For public speakers, this would be a
good thing.
What he suggests is unlikely to surprise
many: appear confident, self-promote, look decent, make eye contact, deliver an
emotional punch, repeat yourself regularly, be passionate, be conversational
rather than distant and officious, make your subject personal, and so on.
Most of us would recognize his techniques in orators we have heard and admired.
But as useful as these common sense tips
may be, those of us who try to communicate truth for God are better advised to
model our delivery on that of the Lord Jesus. He is the Word incarnate, God’s
embodied message to mankind. No greater communicator is to be found anywhere in
human history.
Most Christians recognize this intuitively,
but not quite so many have thought deeply about what it was about the Lord
Jesus that made his message both compelling and divisive.
Whatever people thought of him, nobody was
apathetic.
Not as the Scribes
The gospels record that the Lord Jesus
taught authoritatively, a fact that
is said to have astonished those who heard him both at the synagogue in Capernaum and on the mountain in Galilee. His teaching was “not as the scribes”, say Matthew and Mark.
I don’t think the takeaway from that
statement should be that first century scribes lacked our modern communication
tools. The better ones surely had the same skill-set available to them that we
do today: confidence, ease, eye contact, repetition, passion, etc. There’s no
reason to think they were all ugly little men who muttered and equivocated while
staring at their sandals, though I suppose that’s not impossible.
But the reaction of the Jews to the teaching
of their scribes was “meh”. The Lord Jesus had something they didn’t.
No Bluster, No Bravado
And no, the authority with which he spoke
was not mere confidence. It was not bluster or bravado. It wasn’t even
exceptional charisma. Notice that nobody who heard him said, “He’s a terrific
orator,” or “I like him better than Rabbi So-and-So,” or “He’s one of the best.”
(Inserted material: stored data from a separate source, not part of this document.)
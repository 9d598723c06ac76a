use crate::traits::{DynamicalSystem, Scalar, Steppable};

/// Discrete Map Stepper
/// Just evaluates x_{n+1} = f(x_n) and bumps the iteration count.
pub struct DiscreteMap<T: Scalar> {
    tmp: Vec<T>,
}

impl<T: Scalar> DiscreteMap<T> {
    pub fn new(dim: usize) -> Self {
        Self {
            tmp: vec![T::zero(); dim],
        }
    }
}

impl<T: Scalar> Steppable<T> for DiscreteMap<T> {
    fn step(&mut self, system: &impl DynamicalSystem<T>, n: &mut u32, state: &mut [T]) {
        system.apply(state, &mut self.tmp);
        state.copy_from_slice(&self.tmp);
        *n += 1;
    }
}

#[cfg(test)]
mod tests {
    use super::*;

    struct Doubler;

    impl DynamicalSystem<f64> for Doubler {
        fn dimension(&self) -> usize {
            2
        }

        fn apply(&self, x: &[f64], out: &mut [f64]) {
            out[0] = 2.0 * x[0];
            out[1] = x[0] + x[1];
        }
    }

    #[test]
    fn discrete_map_applies_map_once_per_step() {
        let mut stepper = DiscreteMap::new(Doubler.dimension());
        let mut n = 0;
        let mut state = [1.0, 0.0];

        stepper.step(&Doubler, &mut n, &mut state);
        assert_eq!(n, 1);
        assert_eq!(state, [2.0, 1.0]);

        stepper.step(&Doubler, &mut n, &mut state);
        assert_eq!(n, 2);
        assert_eq!(state, [4.0, 3.0]);
    }
}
Rather, they were astonished. Stunned. Taken aback. This was something they had
NEVER witnessed before. This was the message of the officers sent to arrest
Jesus to the chief priests and Pharisees: “No one ever spoke like this man!”
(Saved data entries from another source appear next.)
//! `WasmWidget`: the presentation state object exposed to the page.

use epichain_core::config::WidgetConfig;
use epichain_core::widget::{ChartSeries, Control, Widget};
use js_sys::{Array, Float64Array, Function};
use serde_wasm_bindgen::{from_value, to_value};
use wasm_bindgen::prelude::*;

#[wasm_bindgen]
pub struct WasmWidget {
    widget: Widget,
}

fn parse_control(name: &str) -> Result<Control, JsValue> {
    Control::from_name(name)
        .ok_or_else(|| JsValue::from_str(&format!("Unknown control \"{name}\"")))
}

fn serialize<T: serde::Serialize>(value: &T, what: &str) -> Result<JsValue, JsValue> {
    to_value(value).map_err(|e| JsValue::from_str(&format!("Failed to serialize {what}: {e}")))
}

/// Adapts a JS `(labels, infected, recovered) => void` callback into a chart renderer.
fn chart_callback(callback: Function) -> impl FnMut(&ChartSeries) + 'static {
    move |series: &ChartSeries| {
        let labels: Array = series.labels.iter().map(|day| JsValue::from(*day)).collect();
        let infected = Float64Array::from(series.infected.as_slice());
        let recovered = Float64Array::from(series.recovered.as_slice());
        if let Err(err) = callback.call3(&JsValue::NULL, &labels, &infected, &recovered) {
            log::error!("Chart callback threw: {:?}", err);
        }
    }
}

/// Adapts a JS `(markup) => void` callback into a formula renderer.
fn formula_callback(callback: Function) -> impl FnMut(&str) + 'static {
    move |markup: &str| {
        if let Err(err) = callback.call1(&JsValue::NULL, &JsValue::from_str(markup)) {
            log::error!("Formula callback threw: {:?}", err);
        }
    }
}

impl WasmWidget {
    pub(crate) fn from_config(config: WidgetConfig) -> Result<WasmWidget, JsValue> {
        console_error_panic_hook::set_once();
        let widget = Widget::new(config)
            .map_err(|e| JsValue::from_str(&format!("Invalid widget config: {e}")))?;
        Ok(WasmWidget { widget })
    }
}

#[wasm_bindgen]
impl WasmWidget {
    /// Builds a widget from an optional config object; `undefined` or `null` uses the defaults.
    #[wasm_bindgen(constructor)]
    pub fn new(config: JsValue) -> Result<WasmWidget, JsValue> {
        let config = if config.is_undefined() || config.is_null() {
            WidgetConfig::default()
        } else {
            from_value::<WidgetConfig>(config)
                .map_err(|e| JsValue::from_str(&format!("Failed to parse widget config: {e}")))?
        };
        Self::from_config(config)
    }

    pub fn on_chart(&mut self, callback: Function) {
        self.widget.add_chart_renderer(chart_callback(callback));
    }

    pub fn on_formula(&mut self, callback: Function) {
        self.widget.add_formula_renderer(formula_callback(callback));
    }

    /// Handles a slider change. Returns `false` when the value was ignored.
    pub fn set_control(&mut self, name: &str, value: f64) -> Result<bool, JsValue> {
        let control = parse_control(name)?;
        self.widget
            .handle_input(control, value)
            .map_err(|e| JsValue::from_str(&e.to_string()))
    }

    pub fn refresh(&mut self) -> Result<(), JsValue> {
        self.widget
            .refresh()
            .map_err(|e| JsValue::from_str(&e.to_string()))
    }

    pub fn value(&self, name: &str) -> Result<f64, JsValue> {
        Ok(self.widget.value(parse_control(name)?))
    }

    /// Returns `{ min, max, step }` for the named control.
    pub fn bounds(&self, name: &str) -> Result<JsValue, JsValue> {
        let bounds = self.widget.config().bounds(parse_control(name)?);
        serialize(&bounds, "bounds")
    }

    pub fn parameters(&self) -> Result<JsValue, JsValue> {
        serialize(self.widget.parameters(), "parameters")
    }

    pub fn series(&self) -> Result<JsValue, JsValue> {
        let series = self
            .widget
            .series()
            .map_err(|e| JsValue::from_str(&e.to_string()))?;
        serialize(&series, "series")
    }

    pub fn formula(&self) -> String {
        self.widget.formula()
    }

    pub fn summary(&self) -> Result<JsValue, JsValue> {
        let summary = self
            .widget
            .summary()
            .map_err(|e| JsValue::from_str(&format!("Chain summary failed: {e}")))?;
        serialize(&summary, "summary")
    }
}


#[cfg(all(test, target_arch = "wasm32"))]
mod wasm_tests {
    use super::WasmWidget;
    use epichain_core::config::WidgetConfig;
    use epichain_core::widget::ChartSeries;
    use js_sys::{Function, Reflect};
    use serde_wasm_bindgen::{from_value, to_value};
    use wasm_bindgen::JsValue;
    use wasm_bindgen_test::wasm_bindgen_test;

    fn global(name: &str) -> JsValue {
        Reflect::get(&js_sys::global(), &JsValue::from_str(name)).expect("global lookup")
    }

    #[wasm_bindgen_test]
    fn unknown_control_is_rejected() {
        let mut widget = WasmWidget::new(JsValue::UNDEFINED).expect("widget");
        assert!(widget.set_control("speed", 1.0).is_err());
        assert!(widget.value("speed").is_err());
    }

    #[wasm_bindgen_test]
    fn constructor_accepts_undefined_config() {
        let widget = WasmWidget::new(JsValue::UNDEFINED).expect("widget");
        assert_eq!(widget.value("days").expect("value"), 32.0);
        let series: ChartSeries = from_value(widget.series().expect("series")).expect("series");
        assert_eq!(series.len(), 33);
        assert!(widget.summary().is_ok());
    }

    #[wasm_bindgen_test]
    fn constructor_reads_js_config_object() {
        let config = WidgetConfig {
            max_days: 60,
            ..WidgetConfig::default()
        };
        let mut widget = WasmWidget::new(to_value(&config).expect("config")).expect("widget");
        widget.set_control("days", 45.0).expect("control");
        assert_eq!(widget.value("days").expect("value"), 45.0);

        let invalid = WidgetConfig {
            tolerance: -1.0,
            ..WidgetConfig::default()
        };
        assert!(WasmWidget::new(to_value(&invalid).expect("config")).is_err());
    }

    #[wasm_bindgen_test]
    fn callbacks_receive_series_and_formula() {
        let mut widget = WasmWidget::new(JsValue::NULL).expect("widget");
        widget.on_chart(Function::new_with_args(
            "labels, infected, recovered",
            "globalThis.__epichainChartLength = labels.length + infected.length + recovered.length;",
        ));
        widget.on_formula(Function::new_with_args(
            "markup",
            "globalThis.__epichainFormula = markup;",
        ));
        widget.set_control("days", 4.0).expect("control");

        assert_eq!(global("__epichainChartLength").as_f64(), Some(15.0));
        let markup = global("__epichainFormula").as_string().expect("markup");
        assert!(markup.ends_with("^{4}"), "{markup}");
    }
}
And yet the messianic prophecies of Isaiah tell
us there was nothing characteristically strident, pushy or self-aggrandizing
about the Lord Jesus. He wasn’t reaching into the standard teacher’s tool
kit to help himself out. He may even have disdained it altogether:
“He will not cry aloud or lift up his voice, or make it heard in the street.”
So much for self-promotion. Neither was he
exceptionally charismatic:
“He had no form or majesty that we should look at him, and no beauty that we should desire him.”
Looking “decent”, at least in the sense
Babar means it, doesn’t appear to have been high on the Lord’s list of
communication techniques. He blew the crowds away, not with charisma but with
his authority.
His Word Possessed Authority
Now, all this is quite encouraging for
those of us who are not exactly in the eye candy category, are not comfortable with self-promotion, and
may even be a little uneasy when we find ourselves at the centre of attention.
But if it wasn’t the standard speaker’s tool kit that made the Lord stand out,
what was it?
Perhaps Luke’s gospel provides a clue for us:
“They were astonished at his teaching, for his word possessed authority.”
Note the difference in phrasing here. Luke’s
language is precise. It wasn’t the Lord’s bearing. It wasn’t his presence. It wasn’t
his charisma. In short, it wasn’t his delivery.
It was his WORD that possessed authority.
Whatever we think about the Lord’s
presentation skills (and since none of us actually heard him, all that we know
of these is either inferred or conjectural), we must recognize that the primary
difference between Jesus and the scribes of his day was in the message itself rather than in his technique.
The Day Nobody Said ‘Meh’
Whatever the Lord said produced conviction.
This could be good or bad, depending. We see both in the synagogue in Nazareth.
The Lord starts by reading Isaiah,
concluding with the words, “to proclaim the year of the Lord’s favor,” which he
adds, “has been fulfilled in your hearing.” Nothing in his message is shocking
or contentious, except that he can confidently confirm a singular fact that no
scribe or Pharisee would ever dare to: that Isaiah’s prophecy has just been
fulfilled. It sounds like a favorable announcement, and it is received
favorably: everybody buys in. Luke says, “All spoke well of him and marveled at the
gracious words that were coming from his mouth.”
Shortly thereafter what he has to say is
not so favorable, and it fills his audience with wrath, so much so that they
try to throw the Lord over a cliff.
The point is, nobody walked away from that
synagogue thinking about what was for lunch. Everybody in the Lord’s audience
got a message with their name on it. His words were irrefutable, his
arguments unassailable. Love them or hate them, you had to react to them.
You Have the Words
Peter hints at the irresistibility of what
Jesus taught when he asks, “Lord, to whom shall we go?” and adds, “You have the words of eternal life.” It was the message that mattered.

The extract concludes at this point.